◆ **Material shown**
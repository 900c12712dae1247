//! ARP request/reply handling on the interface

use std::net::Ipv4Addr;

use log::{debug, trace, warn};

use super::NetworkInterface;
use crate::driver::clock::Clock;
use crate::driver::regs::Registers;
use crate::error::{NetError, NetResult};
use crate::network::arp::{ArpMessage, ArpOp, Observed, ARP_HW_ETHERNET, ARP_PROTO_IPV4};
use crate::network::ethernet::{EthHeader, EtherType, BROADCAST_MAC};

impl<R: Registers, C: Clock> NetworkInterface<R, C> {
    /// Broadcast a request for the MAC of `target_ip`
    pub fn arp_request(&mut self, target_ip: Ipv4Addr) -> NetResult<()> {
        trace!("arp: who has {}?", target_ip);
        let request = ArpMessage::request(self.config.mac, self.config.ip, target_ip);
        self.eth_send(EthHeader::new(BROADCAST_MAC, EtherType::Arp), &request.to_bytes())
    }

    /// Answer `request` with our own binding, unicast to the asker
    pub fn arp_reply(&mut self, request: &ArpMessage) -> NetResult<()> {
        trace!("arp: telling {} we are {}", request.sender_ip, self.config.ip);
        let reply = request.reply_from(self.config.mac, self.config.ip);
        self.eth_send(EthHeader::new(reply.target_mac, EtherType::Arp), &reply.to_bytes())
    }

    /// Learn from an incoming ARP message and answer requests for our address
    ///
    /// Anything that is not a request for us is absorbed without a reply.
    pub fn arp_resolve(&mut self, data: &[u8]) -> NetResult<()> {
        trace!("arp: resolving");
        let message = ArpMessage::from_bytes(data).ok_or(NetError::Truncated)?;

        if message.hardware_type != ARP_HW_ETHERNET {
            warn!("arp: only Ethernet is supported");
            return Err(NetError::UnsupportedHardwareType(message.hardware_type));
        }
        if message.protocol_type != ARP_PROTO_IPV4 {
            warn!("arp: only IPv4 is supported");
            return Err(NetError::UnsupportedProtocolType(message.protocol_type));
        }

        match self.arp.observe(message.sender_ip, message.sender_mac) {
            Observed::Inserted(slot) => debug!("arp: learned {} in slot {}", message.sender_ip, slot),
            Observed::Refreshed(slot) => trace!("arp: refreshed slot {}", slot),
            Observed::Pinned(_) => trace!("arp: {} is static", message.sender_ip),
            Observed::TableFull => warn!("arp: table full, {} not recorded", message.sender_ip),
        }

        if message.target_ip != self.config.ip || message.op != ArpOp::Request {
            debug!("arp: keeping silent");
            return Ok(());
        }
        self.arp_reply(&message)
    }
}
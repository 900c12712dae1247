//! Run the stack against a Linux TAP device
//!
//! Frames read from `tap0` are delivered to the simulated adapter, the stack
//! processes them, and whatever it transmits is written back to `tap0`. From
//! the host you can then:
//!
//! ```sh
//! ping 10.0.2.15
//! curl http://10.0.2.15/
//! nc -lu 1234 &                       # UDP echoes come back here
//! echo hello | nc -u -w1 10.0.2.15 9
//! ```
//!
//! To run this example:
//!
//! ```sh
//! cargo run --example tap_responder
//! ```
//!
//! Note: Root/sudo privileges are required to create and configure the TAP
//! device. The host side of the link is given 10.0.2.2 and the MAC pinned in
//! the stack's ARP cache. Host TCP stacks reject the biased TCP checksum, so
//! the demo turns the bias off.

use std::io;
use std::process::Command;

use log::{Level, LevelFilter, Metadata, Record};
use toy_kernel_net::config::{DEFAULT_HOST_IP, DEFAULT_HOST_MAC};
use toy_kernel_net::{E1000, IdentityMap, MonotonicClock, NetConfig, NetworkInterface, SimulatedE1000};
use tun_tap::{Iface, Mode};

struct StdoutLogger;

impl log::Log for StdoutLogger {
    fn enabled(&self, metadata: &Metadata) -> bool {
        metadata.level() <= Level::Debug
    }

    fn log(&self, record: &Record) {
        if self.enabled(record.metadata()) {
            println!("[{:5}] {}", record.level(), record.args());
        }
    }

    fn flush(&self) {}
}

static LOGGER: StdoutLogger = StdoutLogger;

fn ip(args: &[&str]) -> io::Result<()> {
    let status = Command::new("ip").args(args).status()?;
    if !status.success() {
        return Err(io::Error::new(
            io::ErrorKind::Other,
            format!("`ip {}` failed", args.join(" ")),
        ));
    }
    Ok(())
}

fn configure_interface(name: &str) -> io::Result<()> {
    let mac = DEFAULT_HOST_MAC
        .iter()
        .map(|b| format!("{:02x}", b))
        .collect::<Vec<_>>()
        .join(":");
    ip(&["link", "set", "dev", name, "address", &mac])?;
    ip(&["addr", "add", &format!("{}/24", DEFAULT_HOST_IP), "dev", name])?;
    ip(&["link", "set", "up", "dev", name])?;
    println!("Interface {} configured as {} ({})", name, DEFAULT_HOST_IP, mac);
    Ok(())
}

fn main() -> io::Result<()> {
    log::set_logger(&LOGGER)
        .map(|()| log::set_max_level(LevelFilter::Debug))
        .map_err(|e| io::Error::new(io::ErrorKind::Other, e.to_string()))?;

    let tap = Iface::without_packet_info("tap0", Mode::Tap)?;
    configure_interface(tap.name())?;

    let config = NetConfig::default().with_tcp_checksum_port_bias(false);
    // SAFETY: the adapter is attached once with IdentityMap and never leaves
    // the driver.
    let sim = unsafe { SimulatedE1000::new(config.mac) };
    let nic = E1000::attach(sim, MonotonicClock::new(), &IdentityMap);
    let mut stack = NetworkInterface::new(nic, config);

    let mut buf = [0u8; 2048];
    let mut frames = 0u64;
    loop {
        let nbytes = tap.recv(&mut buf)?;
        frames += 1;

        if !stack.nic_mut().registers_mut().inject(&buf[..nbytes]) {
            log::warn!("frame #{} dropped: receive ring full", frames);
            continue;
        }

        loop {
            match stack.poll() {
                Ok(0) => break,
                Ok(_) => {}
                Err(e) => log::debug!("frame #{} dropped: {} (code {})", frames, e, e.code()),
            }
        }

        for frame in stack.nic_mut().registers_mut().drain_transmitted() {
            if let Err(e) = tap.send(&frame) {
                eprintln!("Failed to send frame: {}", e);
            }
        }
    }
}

◆ **Exercise brief**
Show all lines of the material in which the word "return" can be found.

◆ **Exercise response**
            return Err(NetError::UnsupportedHardwareType(message.hardware_type));
            return Err(NetError::UnsupportedProtocolType(message.protocol_type));
            return Ok(());
        return Err(io::Error::new(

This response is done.